▶ Task to carry out
All the records below must be returned exactly as they stand.

▶ Data items
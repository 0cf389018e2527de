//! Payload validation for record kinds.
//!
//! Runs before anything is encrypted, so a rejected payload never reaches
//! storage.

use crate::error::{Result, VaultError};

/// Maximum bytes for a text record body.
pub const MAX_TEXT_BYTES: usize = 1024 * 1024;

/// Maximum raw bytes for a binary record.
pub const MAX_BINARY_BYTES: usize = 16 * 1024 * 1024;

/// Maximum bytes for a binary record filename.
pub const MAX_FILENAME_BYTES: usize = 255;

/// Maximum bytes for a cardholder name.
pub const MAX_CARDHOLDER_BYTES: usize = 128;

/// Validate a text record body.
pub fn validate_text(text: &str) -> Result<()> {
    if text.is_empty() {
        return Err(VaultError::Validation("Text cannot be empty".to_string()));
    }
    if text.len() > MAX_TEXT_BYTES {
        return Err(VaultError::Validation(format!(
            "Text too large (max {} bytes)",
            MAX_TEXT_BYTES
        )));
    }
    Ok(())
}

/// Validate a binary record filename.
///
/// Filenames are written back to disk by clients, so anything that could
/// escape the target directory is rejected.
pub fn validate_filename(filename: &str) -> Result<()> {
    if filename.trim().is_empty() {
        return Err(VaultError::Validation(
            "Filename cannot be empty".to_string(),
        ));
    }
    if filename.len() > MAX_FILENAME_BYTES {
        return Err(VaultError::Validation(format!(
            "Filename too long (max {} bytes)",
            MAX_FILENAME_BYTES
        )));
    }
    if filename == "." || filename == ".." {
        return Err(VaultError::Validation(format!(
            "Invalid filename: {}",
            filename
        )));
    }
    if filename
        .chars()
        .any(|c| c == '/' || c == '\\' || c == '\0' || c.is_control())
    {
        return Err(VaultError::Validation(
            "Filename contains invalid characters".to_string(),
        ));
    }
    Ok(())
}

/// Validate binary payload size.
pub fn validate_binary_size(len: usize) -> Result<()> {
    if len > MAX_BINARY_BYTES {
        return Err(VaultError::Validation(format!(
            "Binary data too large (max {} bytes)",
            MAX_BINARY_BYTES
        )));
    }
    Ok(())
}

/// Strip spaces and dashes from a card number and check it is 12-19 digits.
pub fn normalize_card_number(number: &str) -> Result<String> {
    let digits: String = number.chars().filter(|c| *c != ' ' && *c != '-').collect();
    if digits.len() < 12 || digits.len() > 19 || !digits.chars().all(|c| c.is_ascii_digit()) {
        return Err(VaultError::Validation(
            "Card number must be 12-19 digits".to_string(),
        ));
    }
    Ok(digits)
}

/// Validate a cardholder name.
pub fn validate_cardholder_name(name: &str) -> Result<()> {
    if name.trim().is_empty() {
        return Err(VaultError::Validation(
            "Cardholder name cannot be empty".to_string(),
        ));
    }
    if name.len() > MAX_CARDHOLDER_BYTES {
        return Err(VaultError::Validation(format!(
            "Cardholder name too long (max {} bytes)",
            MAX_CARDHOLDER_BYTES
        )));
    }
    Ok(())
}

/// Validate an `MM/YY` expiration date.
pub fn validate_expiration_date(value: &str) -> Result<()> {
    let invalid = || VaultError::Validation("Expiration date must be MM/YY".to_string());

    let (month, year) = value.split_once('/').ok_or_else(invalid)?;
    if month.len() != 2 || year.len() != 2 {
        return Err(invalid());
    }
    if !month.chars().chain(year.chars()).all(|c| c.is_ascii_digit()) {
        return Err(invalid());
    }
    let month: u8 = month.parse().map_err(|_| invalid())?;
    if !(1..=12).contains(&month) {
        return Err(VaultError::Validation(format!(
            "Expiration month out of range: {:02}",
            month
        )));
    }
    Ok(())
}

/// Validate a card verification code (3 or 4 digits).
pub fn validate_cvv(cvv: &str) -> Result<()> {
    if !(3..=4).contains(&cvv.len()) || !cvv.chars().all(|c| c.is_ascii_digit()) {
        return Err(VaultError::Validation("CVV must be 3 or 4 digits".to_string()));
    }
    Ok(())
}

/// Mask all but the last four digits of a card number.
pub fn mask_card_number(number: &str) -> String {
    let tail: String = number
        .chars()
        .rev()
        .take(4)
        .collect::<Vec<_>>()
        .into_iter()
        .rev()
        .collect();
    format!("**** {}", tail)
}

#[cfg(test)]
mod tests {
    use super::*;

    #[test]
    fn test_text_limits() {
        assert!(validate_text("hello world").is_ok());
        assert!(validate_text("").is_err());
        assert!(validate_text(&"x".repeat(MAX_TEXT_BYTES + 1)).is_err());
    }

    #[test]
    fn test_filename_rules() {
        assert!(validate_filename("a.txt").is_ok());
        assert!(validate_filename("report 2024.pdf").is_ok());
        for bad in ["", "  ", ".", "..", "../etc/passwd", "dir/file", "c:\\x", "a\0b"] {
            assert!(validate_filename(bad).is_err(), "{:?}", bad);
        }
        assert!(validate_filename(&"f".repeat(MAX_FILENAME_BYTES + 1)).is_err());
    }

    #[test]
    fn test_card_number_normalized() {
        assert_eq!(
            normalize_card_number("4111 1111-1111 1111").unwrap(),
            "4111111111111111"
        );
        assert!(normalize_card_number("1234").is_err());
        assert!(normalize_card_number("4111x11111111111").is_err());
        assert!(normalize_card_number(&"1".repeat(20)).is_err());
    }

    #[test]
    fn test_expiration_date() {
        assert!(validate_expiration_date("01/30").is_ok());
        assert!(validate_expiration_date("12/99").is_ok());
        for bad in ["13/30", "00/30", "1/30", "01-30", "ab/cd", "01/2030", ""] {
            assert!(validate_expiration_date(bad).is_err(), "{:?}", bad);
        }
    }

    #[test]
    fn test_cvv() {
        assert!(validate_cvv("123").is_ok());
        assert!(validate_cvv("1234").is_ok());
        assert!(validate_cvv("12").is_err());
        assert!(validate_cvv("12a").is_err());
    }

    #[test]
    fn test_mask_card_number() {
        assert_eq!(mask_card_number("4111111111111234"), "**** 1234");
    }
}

▶ Result for this task
repository 0cf389018e2527de
//! Payload validation for record kinds.
//!
//! Runs before anything is encrypted, so a rejected payload never reaches
//! storage.

use crate::error::{Result, VaultError};

/// Maximum bytes for a text record body.
pub const MAX_TEXT_BYTES: usize = 1024 * 1024;

/// Maximum raw bytes for a binary record.
pub const MAX_BINARY_BYTES: usize = 16 * 1024 * 1024;

/// Maximum bytes for a binary record filename.
pub const MAX_FILENAME_BYTES: usize = 255;

/// Maximum bytes for a cardholder name.
pub const MAX_CARDHOLDER_BYTES: usize = 128;

/// Validate a text record body.
pub fn validate_text(text: &str) -> Result<()> {
    if text.is_empty() {
        return Err(VaultError::Validation("Text cannot be empty".to_string()));
    }
    if text.len() > MAX_TEXT_BYTES {
        return Err(VaultError::Validation(format!(
            "Text too large (max {} bytes)",
            MAX_TEXT_BYTES
        )));
    }
    Ok(())
}

/// Validate a binary record filename.
///
/// Filenames are written back to disk by clients, so anything that could
/// escape the target directory is rejected.
pub fn validate_filename(filename: &str) -> Result<()> {
    if filename.trim().is_empty() {
        return Err(VaultError::Validation(
            "Filename cannot be empty".to_string(),
        ));
    }
    if filename.len() > MAX_FILENAME_BYTES {
        return Err(VaultError::Validation(format!(
            "Filename too long (max {} bytes)",
            MAX_FILENAME_BYTES
        )));
    }
    if filename == "." || filename == ".." {
        return Err(VaultError::Validation(format!(
            "Invalid filename: {}",
            filename
        )));
    }
    if filename
        .chars()
        .any(|c| c == '/' || c == '\\' || c == '\0' || c.is_control())
    {
        return Err(VaultError::Validation(
            "Filename contains invalid characters".to_string(),
        ));
    }
    Ok(())
}

/// Validate binary payload size.
pub fn validate_binary_size(len: usize) -> Result<()> {
    if len > MAX_BINARY_BYTES {
        return Err(VaultError::Validation(format!(
            "Binary data too large (max {} bytes)",
            MAX_BINARY_BYTES
        )));
    }
    Ok(())
}

/// Strip spaces and dashes from a card number and check it is 12-19 digits.
pub fn normalize_card_number(number: &str) -> Result<String> {
    let digits: String = number.chars().filter(|c| *c != ' ' && *c != '-').collect();
    if digits.len() < 12 || digits.len() > 19 || !digits.chars().all(|c| c.is_ascii_digit()) {
        return Err(VaultError::Validation(
            "Card number must be 12-19 digits".to_string(),
        ));
    }
    Ok(digits)
}

/// Validate a cardholder name.
pub fn validate_cardholder_name(name: &str) -> Result<()> {
    if name.trim().is_empty() {
        return Err(VaultError::Validation(
            "Cardholder name cannot be empty".to_string(),
        ));
    }
    if name.len() > MAX_CARDHOLDER_BYTES {
        return Err(VaultError::Validation(format!(
            "Cardholder name too long (max {} bytes)",
            MAX_CARDHOLDER_BYTES
        )));
    }
    Ok(())
}

/// Validate an `MM/YY` expiration date.
pub fn validate_expiration_date(value: &str) -> Result<()> {
    let invalid = || VaultError::Validation("Expiration date must be MM/YY".to_string());

    let (month, year) = value.split_once('/').ok_or_else(invalid)?;
    if month.len() != 2 || year.len() != 2 {
        return Err(invalid());
    }
    if !month.chars().chain(year.chars()).all(|c| c.is_ascii_digit()) {
        return Err(invalid());
    }
    let month: u8 = month.parse().map_err(|_| invalid())?;
    if !(1..=12).contains(&month) {
        return Err(VaultError::Validation(format!(
            "Expiration month out of range: {:02}",
            month
        )));
    }
    Ok(())
}

/// Validate a card verification code (3 or 4 digits).
pub fn validate_cvv(cvv: &str) -> Result<()> {
    if !(3..=4).contains(&cvv.len()) || !cvv.chars().all(|c| c.is_ascii_digit()) {
        return Err(VaultError::Validation("CVV must be 3 or 4 digits".to_string()));
    }
    Ok(())
}

/// Mask all but the last four digits of a card number.
pub fn mask_card_number(number: &str) -> String {
    let tail: String = number
        .chars()
        .rev()
        .take(4)
        .collect::<Vec<_>>()
        .into_iter()
        .rev()
        .collect();
    format!("**** {}", tail)
}

#[cfg(test)]
mod tests {
    use super::*;

    #[test]
    fn test_text_limits() {
        assert!(validate_text("hello world").is_ok());
        assert!(validate_text("").is_err());
        assert!(validate_text(&"x".repeat(MAX_TEXT_BYTES + 1)).is_err());
    }

    #[test]
    fn test_filename_rules() {
        assert!(validate_filename("a.txt").is_ok());
        assert!(validate_filename("report 2024.pdf").is_ok());
        for bad in ["", "  ", ".", "..", "../etc/passwd", "dir/file", "c:\\x", "a\0b"] {
            assert!(validate_filename(bad).is_err(), "{:?}", bad);
        }
        assert!(validate_filename(&"f".repeat(MAX_FILENAME_BYTES + 1)).is_err());
    }

    #[test]
    fn test_card_number_normalized() {
        assert_eq!(
            normalize_card_number("4111 1111-1111 1111").unwrap(),
            "4111111111111111"
        );
        assert!(normalize_card_number("1234").is_err());
        assert!(normalize_card_number("4111x11111111111").is_err());
        assert!(normalize_card_number(&"1".repeat(20)).is_err());
    }

    #[test]
    fn test_expiration_date() {
        assert!(validate_expiration_date("01/30").is_ok());
        assert!(validate_expiration_date("12/99").is_ok());
        for bad in ["13/30", "00/30", "1/30", "01-30", "ab/cd", "01/2030", ""] {
            assert!(validate_expiration_date(bad).is_err(), "{:?}", bad);
        }
    }

    #[test]
    fn test_cvv() {
        assert!(validate_cvv("123").is_ok());
        assert!(validate_cvv("1234").is_ok());
        assert!(validate_cvv("12").is_err());
        assert!(validate_cvv("12a").is_err());
    }

    #[test]
    fn test_mask_card_number() {
        assert_eq!(mask_card_number("4111111111111234"), "**** 1234");
    }
}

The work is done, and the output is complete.